Rundbrief Nr. 173 – Im Juli 2021

Sehr geehrte Damen und Herren,

liebe Leserinnen und Leser!

Wenn Norbert Scheuer – wie wir hoffen – zur öffentlichen Verleihung des „Stefan-Andres-Preises für Literatur deutscher Sprache“ im September in Schweich erscheint, dann kommt es zu einer geistigen Begegnung zweier bedeutender Schriftsteller auf einem Boden, den man als Andres-Land bezeichnen kann.  Dabei ist es gut zu wissen, dass sich die beiden Schriftsteller schon früher einmal auf literarisch-imaginäre Weise begegnet sind – am Hindukusch im fernen Afghanistan.
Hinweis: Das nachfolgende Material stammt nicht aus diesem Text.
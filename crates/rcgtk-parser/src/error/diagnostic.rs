//! Diagnostics: one reported problem with its location in the resource
//! script.

use std::fmt;

use crate::{error::ErrorCode, span::Span};

/// Whether a diagnostic stops the conversion.
#[derive(Debug, Clone, Copy, PartialEq, Eq, Hash)]
pub enum Severity {
    /// The script no longer matches the expected grammar.
    Error,
    /// Output is still produced, with a verbatim identifier or a placeholder
    /// comment in place of the expected widget.
    Warning,
}

impl Severity {
    pub fn is_error(self) -> bool {
        self == Self::Error
    }

    pub fn is_warning(self) -> bool {
        self == Self::Warning
    }

    fn as_str(self) -> &'static str {
        match self {
            Self::Error => "error",
            Self::Warning => "warning",
        }
    }
}

impl fmt::Display for Severity {
    fn fmt(&self, f: &mut fmt::Formatter<'_>) -> fmt::Result {
        f.write_str(self.as_str())
    }
}

/// A message attached to a span of the script.
///
/// The primary label marks the offending text; secondary labels add context
/// such as where the dialog was declared.
#[derive(Debug, Clone, PartialEq, Eq)]
pub struct Label {
    span: Span,
    message: String,
    primary: bool,
}

impl Label {
    pub fn span(&self) -> Span {
        self.span
    }

    pub fn message(&self) -> &str {
        &self.message
    }

    pub fn is_primary(&self) -> bool {
        self.primary
    }

    pub fn is_secondary(&self) -> bool {
        !self.primary
    }
}

/// An error or warning raised while reading a resource script.
///
/// Built with chained `with_*` calls:
///
/// ```
/// # use rcgtk_parser::{Span, error::{Diagnostic, ErrorCode}};
/// let diag = Diagnostic::warning("`IDC_FOO` is not a known identifier")
///     .with_code(ErrorCode::W001)
///     .with_label(Span::new(0..10), "used verbatim");
///
/// assert_eq!(diag.to_string(), "warning[W001]: `IDC_FOO` is not a known identifier");
/// ```
///
/// The CLI renders it against the script:
///
/// ```text
/// error[E102]: `COMBOBOX` expects at least 5 arguments, found 3
///   --> rufus.rc:88:5
///    |
/// 88 |     COMBOBOX IDC_DEVICE,8,30
///    |     ^^^^^^^^^^^^^^^^^^^^^^^^ in this directive
///    |
///    = help: expected `COMBOBOX id, x, y, width, height [, style [, extended-style]]`
/// ```
#[derive(Debug, Clone)]
pub struct Diagnostic {
    severity: Severity,
    code: Option<ErrorCode>,
    message: String,
    labels: Vec<Label>,
    help: Option<String>,
}

impl Diagnostic {
    pub fn error(message: impl Into<String>) -> Self {
        Self::with_severity(Severity::Error, message.into())
    }

    pub fn warning(message: impl Into<String>) -> Self {
        Self::with_severity(Severity::Warning, message.into())
    }

    fn with_severity(severity: Severity, message: String) -> Self {
        Self {
            severity,
            code: None,
            message,
            labels: Vec::new(),
            help: None,
        }
    }

    pub fn with_code(mut self, code: ErrorCode) -> Self {
        self.code = Some(code);
        self
    }

    /// Marks the offending text.
    pub fn with_label(self, span: Span, message: impl Into<String>) -> Self {
        self.push_label(span, message.into(), true)
    }

    /// Points at related text, such as the dialog declaration.
    pub fn with_secondary_label(self, span: Span, message: impl Into<String>) -> Self {
        self.push_label(span, message.into(), false)
    }

    pub fn with_help(mut self, help: impl Into<String>) -> Self {
        self.help = Some(help.into());
        self
    }

    fn push_label(mut self, span: Span, message: String, primary: bool) -> Self {
        self.labels.push(Label {
            span,
            message,
            primary,
        });
        self
    }

    pub fn severity(&self) -> Severity {
        self.severity
    }

    pub fn code(&self) -> Option<ErrorCode> {
        self.code
    }

    pub fn message(&self) -> &str {
        &self.message
    }

    /// Labels in the order they were added; the first is usually primary.
    pub fn labels(&self) -> &[Label] {
        &self.labels
    }

    pub fn help(&self) -> Option<&str> {
        self.help.as_deref()
    }
}

impl fmt::Display for Diagnostic {
    fn fmt(&self, f: &mut fmt::Formatter<'_>) -> fmt::Result {
        match self.code {
            Some(code) => write!(f, "{}[{code}]: {}", self.severity, self.message),
            None => write!(f, "{}: {}", self.severity, self.message),
        }
    }
}

impl std::error::Error for Diagnostic {}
In dieses sagenhafte Land führt uns der Reisebericht „Bei den Barfüßern am Hindukusch“, den Stefan Andres nach seiner Asienreise 1968 verfasst hat. Besonders angetan zeigt er sich von der Freundlichkeit und Bedürfnislosigkeit der Menschen am Hindukusch, denen die Wärme der Frühjahrssonne und der Gesang eines Vogels zum Wohlbefinden genügen:

„Dieses kerngesunde, rauhe, aber im Grunde gutmütige Gebirgsvolk kann an Anspruchslosigkeit kaum übertroffen werden. Wenn der Schnee geschmolzen ist oder sich nur irgendwo eine besonnte Hauswand zeigt, nimmt der Afghane nach getaner Arbeit gern seinen Vogelbauer, stellt ihn – wie die Leute bei uns ihren Transistor! – neben sich in die Sonne und hört dem Vogel zu.“

Stefan Andres: Bei den Barfüßern am Hindukusch. Mitteilungen der StAG XIX/1998.

In Norbert Scheuers Roman „Die Sprache der Vögel“ ist der Protagonist Paul Arimond wie sein Urahn Ambrosius Arimond fasziniert vom Artenreichtum der Vogelwelt Afghanistans und von der Schönheit und universalen Kommunikationsweise der Vögel. Deshalb versucht er, ihnen unter Einsatz seines Lebens im militärischen Sperrgebiet näherkommen. Er möchte ihre Sprache erlernen und ihre Lebensweise verstehen – und vielleicht noch etwas mehr:

„Ich weiß nicht, was an diesen Geschichten wahr ist, ob Vater selbst daran geglaubt hat. Jedenfalls liebte er es, uns davon zu erzählen. Hinter dem Hindukusch sei das Land der Vögel, sagte er, es gebe dort vielleicht mehr Vogelarten als in ganz Europa, ja in der ganzen westlichen Welt, das liege am einzigartigen Blau des Himmels.“

„Irgendetwas existiert im Leben, das mehr ist als wir selbst und für das es keine Sprache gibt. Vielleicht liegt darin der Grund, dass Vögel singen.“

Norbert Scheuer: Die Sprache der Vögel. München 2015.

      Davon mehr bei der Preisverleihung, die hoffentlich im September stattfinden kann!